- REQUIRED WORK
Report, from the records below, every line where the word "under" appears.

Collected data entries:
*** Begin section ***

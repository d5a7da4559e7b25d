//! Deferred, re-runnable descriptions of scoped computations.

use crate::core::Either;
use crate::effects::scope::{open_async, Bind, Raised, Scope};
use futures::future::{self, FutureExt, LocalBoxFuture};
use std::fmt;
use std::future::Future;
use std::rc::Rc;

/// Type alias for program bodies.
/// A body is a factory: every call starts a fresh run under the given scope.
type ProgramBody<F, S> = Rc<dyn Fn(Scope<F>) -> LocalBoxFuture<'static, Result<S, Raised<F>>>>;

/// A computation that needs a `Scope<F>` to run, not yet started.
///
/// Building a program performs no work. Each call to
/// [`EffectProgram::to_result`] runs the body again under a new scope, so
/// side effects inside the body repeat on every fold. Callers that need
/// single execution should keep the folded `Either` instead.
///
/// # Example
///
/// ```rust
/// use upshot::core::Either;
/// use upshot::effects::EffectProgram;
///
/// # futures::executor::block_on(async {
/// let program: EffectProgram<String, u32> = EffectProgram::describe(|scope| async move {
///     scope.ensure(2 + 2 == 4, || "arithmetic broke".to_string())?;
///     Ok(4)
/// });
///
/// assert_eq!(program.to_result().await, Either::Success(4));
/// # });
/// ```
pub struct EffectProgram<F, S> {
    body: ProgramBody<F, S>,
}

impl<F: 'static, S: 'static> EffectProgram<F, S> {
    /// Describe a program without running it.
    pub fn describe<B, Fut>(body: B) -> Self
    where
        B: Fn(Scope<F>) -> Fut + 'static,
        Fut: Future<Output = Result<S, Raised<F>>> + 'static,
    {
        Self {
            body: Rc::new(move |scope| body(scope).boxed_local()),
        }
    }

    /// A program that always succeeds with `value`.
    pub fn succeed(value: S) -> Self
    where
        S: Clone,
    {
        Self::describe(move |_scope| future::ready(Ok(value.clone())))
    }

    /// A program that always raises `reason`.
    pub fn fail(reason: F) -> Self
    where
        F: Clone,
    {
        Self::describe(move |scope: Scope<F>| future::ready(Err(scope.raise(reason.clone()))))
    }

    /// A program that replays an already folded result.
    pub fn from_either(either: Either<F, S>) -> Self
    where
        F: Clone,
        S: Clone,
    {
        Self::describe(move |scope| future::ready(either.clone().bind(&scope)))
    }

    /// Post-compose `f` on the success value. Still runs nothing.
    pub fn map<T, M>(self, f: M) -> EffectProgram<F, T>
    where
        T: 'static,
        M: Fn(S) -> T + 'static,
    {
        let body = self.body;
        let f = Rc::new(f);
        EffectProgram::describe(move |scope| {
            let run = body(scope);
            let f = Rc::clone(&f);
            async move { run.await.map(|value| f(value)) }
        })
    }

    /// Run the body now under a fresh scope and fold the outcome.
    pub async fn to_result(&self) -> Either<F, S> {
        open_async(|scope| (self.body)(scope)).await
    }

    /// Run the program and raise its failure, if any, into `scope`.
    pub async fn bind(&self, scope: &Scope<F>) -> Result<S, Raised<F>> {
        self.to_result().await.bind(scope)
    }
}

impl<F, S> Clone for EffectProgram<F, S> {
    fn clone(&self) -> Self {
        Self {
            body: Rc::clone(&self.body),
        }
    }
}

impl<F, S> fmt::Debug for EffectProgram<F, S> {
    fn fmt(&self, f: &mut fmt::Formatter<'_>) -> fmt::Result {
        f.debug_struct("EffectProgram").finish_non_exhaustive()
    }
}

*** End section ***

- RESULT OF THIS TASK
/// A body is a factory: every call starts a fresh run under the given scope.
/// [`EffectProgram::to_result`] runs the body again under a new scope, so
    /// Run the body now under a fresh scope and fold the outcome.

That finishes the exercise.